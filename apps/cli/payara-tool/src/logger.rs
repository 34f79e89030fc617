//! Logging for the payara-tool CLI.
//!
//! Provides dual output (stderr with colors + file) with thread-safe initialization.
//! Stdout is left to command output and server log lines.

use crate::error::PayaraToolError;

use common::ErrorLocation;

use std::io::stderr;
use std::panic::Location;
use std::path::Path;
use std::sync::Once;
use std::sync::atomic::{AtomicBool, Ordering};
use std::time::SystemTime;

use fern::Dispatch;
use fern::colors::Color::{Blue, Green, Magenta, Red, Yellow};
use fern::colors::ColoredLevelConfig;
use humantime::format_rfc3339;
use log::{LevelFilter, info, warn};

/// Thread-safe initialization guard.
static INIT_LOGGER_ONCE: Once = Once::new();

/// Tracks if logger initialization was already attempted.
static LOGGER_ALREADY_CALLED: AtomicBool = AtomicBool::new(false);

pub(crate) const LOG_FILE_NAME: &str = "payara-tool.log";

const LOGGER_INITIALIZED_MESSAGE_PREFIX: &str = "Logger initialized with console level: ";

const LOGGER_ALREADY_INITIALIZED_MESSAGE: &str = "Logger already initialized";

/// Level of the log file in debug builds.
#[cfg(debug_assertions)]
const FILE_LOG_LEVEL: LevelFilter = LevelFilter::Debug;

/// Level of the log file in release builds.
#[cfg(not(debug_assertions))]
const FILE_LOG_LEVEL: LevelFilter = LevelFilter::Info;

/// HTTP stack crates that are only interesting when something is broken.
const QUIET_MODULES: [&str; 3] = ["reqwest", "hyper_util", "rustls"];

/// Console level for `-v` repetitions.
pub fn level_for_verbosity(verbose: u8) -> LevelFilter {
    match verbose {
        0 => LevelFilter::Warn,
        1 => LevelFilter::Info,
        2 => LevelFilter::Debug,
        _ => LevelFilter::Trace,
    }
}

/// Initialize the logger with dual output (stderr + file in `log_dir`).
///
/// Safe to call multiple times; later calls log a warning and return Ok.
///
/// # Errors
///
/// Returns an error if the log file cannot be created or the dispatch
/// cannot be installed.
pub fn initialize(log_dir: &Path, console_level: LevelFilter) -> Result<(), PayaraToolError> {
    if LOGGER_ALREADY_CALLED.swap(true, Ordering::SeqCst) {
        warn!("{LOGGER_ALREADY_INITIALIZED_MESSAGE}");
        return Ok(());
    }

    let mut result = Ok(());

    INIT_LOGGER_ONCE.call_once(|| {
        result = build_dispatch(log_dir, console_level).and_then(|dispatch| {
            dispatch.apply().map_err(|e| PayaraToolError::Logger {
                message: format!("Failed to initialize logger: {e}"),
                location: ErrorLocation::from(Location::caller()),
            })
        });
        if result.is_ok() {
            info!("{LOGGER_INITIALIZED_MESSAGE_PREFIX}{console_level:?}");
        }
    });

    result
}

/// Build the stderr + file dispatch without installing it.
#[track_caller]
pub(crate) fn build_dispatch(log_dir: &Path, console_level: LevelFilter) -> Result<Dispatch, PayaraToolError> {
    let log_file_path = log_dir.join(LOG_FILE_NAME);

    let color_configuration = ColoredLevelConfig::new()
        .debug(Blue)
        .info(Green)
        .warn(Yellow)
        .error(Red)
        .trace(Magenta);

    let mut base_dispatch = Dispatch::new().level(console_level.max(FILE_LOG_LEVEL));
    for module in QUIET_MODULES {
        base_dispatch = base_dispatch.level_for(module, LevelFilter::Warn);
    }

    let console_dispatch = Dispatch::new()
        .level(console_level)
        .format(move |out, message, record| {
            out.finish(format_args!(
                "[{date} - {level}] {message}",
                date = format_rfc3339(SystemTime::now()),
                level = color_configuration.color(record.level()),
                message = message,
            ))
        })
        .chain(stderr());

    let file_dispatch = Dispatch::new()
        .level(FILE_LOG_LEVEL)
        .format(move |out, message, record| {
            out.finish(format_args!(
                "[{date} - {level}] {message} [{file}:{line}]",
                date = format_rfc3339(SystemTime::now()),
                level = record.level(),
                message = message,
                file = record.file().unwrap_or("unknown"),
                line = record.line().unwrap_or(0)
            ))
        })
        .chain(
            fern::log_file(&log_file_path).map_err(|e| PayaraToolError::Logger {
                message: format!("Failed to create log file {}: {e}", log_file_path.display()),
                location: ErrorLocation::from(Location::caller()),
            })?,
        );

    Ok(base_dispatch.chain(console_dispatch).chain(file_dispatch))
}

__WHAT YOU ARE ASKED TO DO__. The line above containing "let log_file_path = log_dir.join(LOG_FILE_NAME);", the line containing "let mut base_dispatch", and every line between them are to be transcribed exactly; no other line is wanted.

__SOLUTION FOR THIS EXERCISE__.
    let log_file_path = log_dir.join(LOG_FILE_NAME);

    let color_configuration = ColoredLevelConfig::new()
        .debug(Blue)
        .info(Green)
        .warn(Yellow)
        .error(Red)
        .trace(Magenta);

    let mut base_dispatch = Dispatch::new().level(console_level.max(FILE_LOG_LEVEL));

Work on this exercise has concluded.